The 10-year tenor of the tranche B loan marks the longest commitment from the international market to a project in India.

The deadline for international syndication is September 25.The deal is dominated by international MLAs but the syndication roadshow will take in Mumbai, a sign of the strength of regional interest.

At the end of April RPL raised US$600 million through an IPO, which partly on the back of Chevron's involvement was 51 times oversubscribed.
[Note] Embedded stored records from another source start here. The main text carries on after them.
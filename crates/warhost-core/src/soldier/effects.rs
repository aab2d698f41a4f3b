//! Named stat modifiers applied during battle.

use warhost_rules::{EffectFlags, EffectId, Ruleset};

use super::Soldier;

impl Soldier {
    /// True if the soldier is under `effect`.
    #[must_use]
    pub fn has_effect(&self, effect: EffectId) -> bool {
        self.effects.get(effect.index()).copied().unwrap_or(false)
    }

    /// Applies an effect's modifiers.
    ///
    /// The effect it cancels is cleared first. NOSET effects change stats
    /// without marking the soldier.
    pub fn set_effect(&mut self, rules: &Ruleset, effect: EffectId) {
        let def = rules.effect(effect);
        if let Some(cancel) = def.cancel.as_deref().and_then(|c| rules.find_effect(c)) {
            self.clear_effect(rules, cancel);
        }
        self.attack_skill += def.attack;
        for m in &def.defense {
            self.defense[m.attack_type.index()] += m.value;
        }
        if !def.flags.contains(EffectFlags::NOSET) {
            if let Some(slot) = self.effects.get_mut(effect.index()) {
                *slot = true;
            }
        }
    }

    /// Removes an effect and its modifiers. Does nothing if the soldier is
    /// not under it.
    pub fn clear_effect(&mut self, rules: &Ruleset, effect: EffectId) {
        if !self.has_effect(effect) {
            return;
        }
        let def = rules.effect(effect);
        self.attack_skill -= def.attack;
        for m in &def.defense {
            self.defense[m.attack_type.index()] -= m.value;
        }
        self.effects[effect.index()] = false;
    }

    /// Clears every ONESHOT effect; called when the soldier ends its turn.
    pub fn clear_one_time_effects(&mut self, rules: &Ruleset) {
        for effect in rules.effect_ids() {
            if rules.effect(effect).flags.contains(EffectFlags::ONESHOT) {
                self.clear_effect(rules, effect);
            }
        }
    }
}
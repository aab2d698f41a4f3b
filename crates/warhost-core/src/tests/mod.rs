//! Engine-level tests.
//!
//! These fight whole battles through [`crate::resolve_engagement`] against
//! the sample ruleset:
//! - **Determinism tests**: the same seed gives the same report
//! - **Scenario tests**: free rounds, routs, assassinations, draws
//! - **Settlement tests**: items are conserved across a battle
//!
//! # Test Structure
//!
//! - `determinism.rs`: Seeded replays
//! - `integration.rs`: Battle scenarios end to end
//! - `settlement.rs`: Item bookkeeping after battle
//! - `helpers.rs`: Rulesets, worlds and a scripted random source

pub mod helpers;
The balance of the financing for the US$6 billion complex is expected to be provided by swelling the equity component to US$2.5 billion and securing a further US$2 billion in ECA loans.


Conclusion

Whether the close of the deal heralds a return of confidence to the Indian market or a one-off is hard to predict in a country that often promises more than it delivers.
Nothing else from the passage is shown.